Слова появились немного раньше, чем он научился читать. Они с Льюисом жались к стене, вслушиваясь в раскаты грома, когда предплечье вдруг потянуло болью, едва-едва заметной. Он не обратил поначалу внимания — нужно было где-то укрыться от дождя, Льюис кашлял уже несколько дней, и ему совсем не нравился этот кашель. Только спустя несколько часов он провёл по буквам пальцем, ожидая почувствовать шероховатость или неровность, но кожа оставалась просто кожей, теперь испещренной вязью слов. Её всё ещё немного жгло, но уже на следующий день от этого ощущения остались только воспоминания. Тогда вообще было не до этого.

(Первым, что спросил Льюис, было — больно ли это?

Голос брата, изодранный кашлем, звучал надтреснуто, хрипло, неправильно. 

Он сказал, что нет.)

Потом он узнал, что фраза обычно проявляется на запястье, куда ближе к ладони, чем его, доходящая едва ли не до локтя и перечеркивающая — дважды, удивительно много для нескольких слов — вену.

Потом он, ещё спотыкаясь на сложных словах, вычитал, что услышит эту фразу в особенный момент.
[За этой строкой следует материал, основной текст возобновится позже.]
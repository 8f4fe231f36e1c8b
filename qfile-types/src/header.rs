use crate::version::FileVersion;

/// Заголовок Q-file (фиксированная ширина, всегда первый record).
///
/// v1.2 — 22 байта, v1.3 — 18: ревизия 1.3 выбросила избыточный
/// счётчик записей.
#[derive(Debug, Clone, PartialEq)]
pub struct HeaderRecord {
    /// Версия формата; фиксируется на весь поток
    pub version: FileVersion,
    /// Время старта сессии: миллисекунды от 0000-01-01T00:00:00
    pub time_ms: u64,
    /// Частота дискретизации в Гц
    pub sample_rate: f32,
    /// Ожидаемое число data-record'ов (только v1.2).
    /// Подсказка, не доверяется при чтении: прошивка записывает его
    /// до завершения сессии и при сбое питания поле врёт.
    pub record_count: Option<u32>,
}

impl HeaderRecord {
    /// Заголовок v1.3 с пустой подсказкой счётчика.
    pub fn new(version: FileVersion, time_ms: u64, sample_rate: f32) -> Self {
        let record_count = match version {
            FileVersion::V12 => Some(0),
            FileVersion::V13 => None,
        };
        HeaderRecord {
            version,
            time_ms,
            sample_rate,
            record_count,
        }
    }

    /// Поля заголовка структурно согласованы с его версией?
    pub fn is_well_formed(&self) -> bool {
        match self.version {
            FileVersion::V12 => self.record_count.is_some(),
            FileVersion::V13 => self.record_count.is_none(),
        }
    }
}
И что эта фраза, конечно, может быть первым, что ему скажет родственная душа — этот ход особенно любили в трагедиях — но гарантировано лишь то, что она будет последним.

Он читал вслух, пока собственный голос не начинал отдавать хрипотцой — а потом ещё немного, потому что Льюису было легче засыпать, когда он читал. 

Последнее, что ты услышишь от своей родственной души… Его фраза, как и фразы многих, многих людей на свете, нисколько не приоткрывала завесу тайны. Единицам, в общем-то, удавалось предугадать по выведенным на коже словам обстоятельства — даже если на первый взгляд ситуация казалась совсем очевидной.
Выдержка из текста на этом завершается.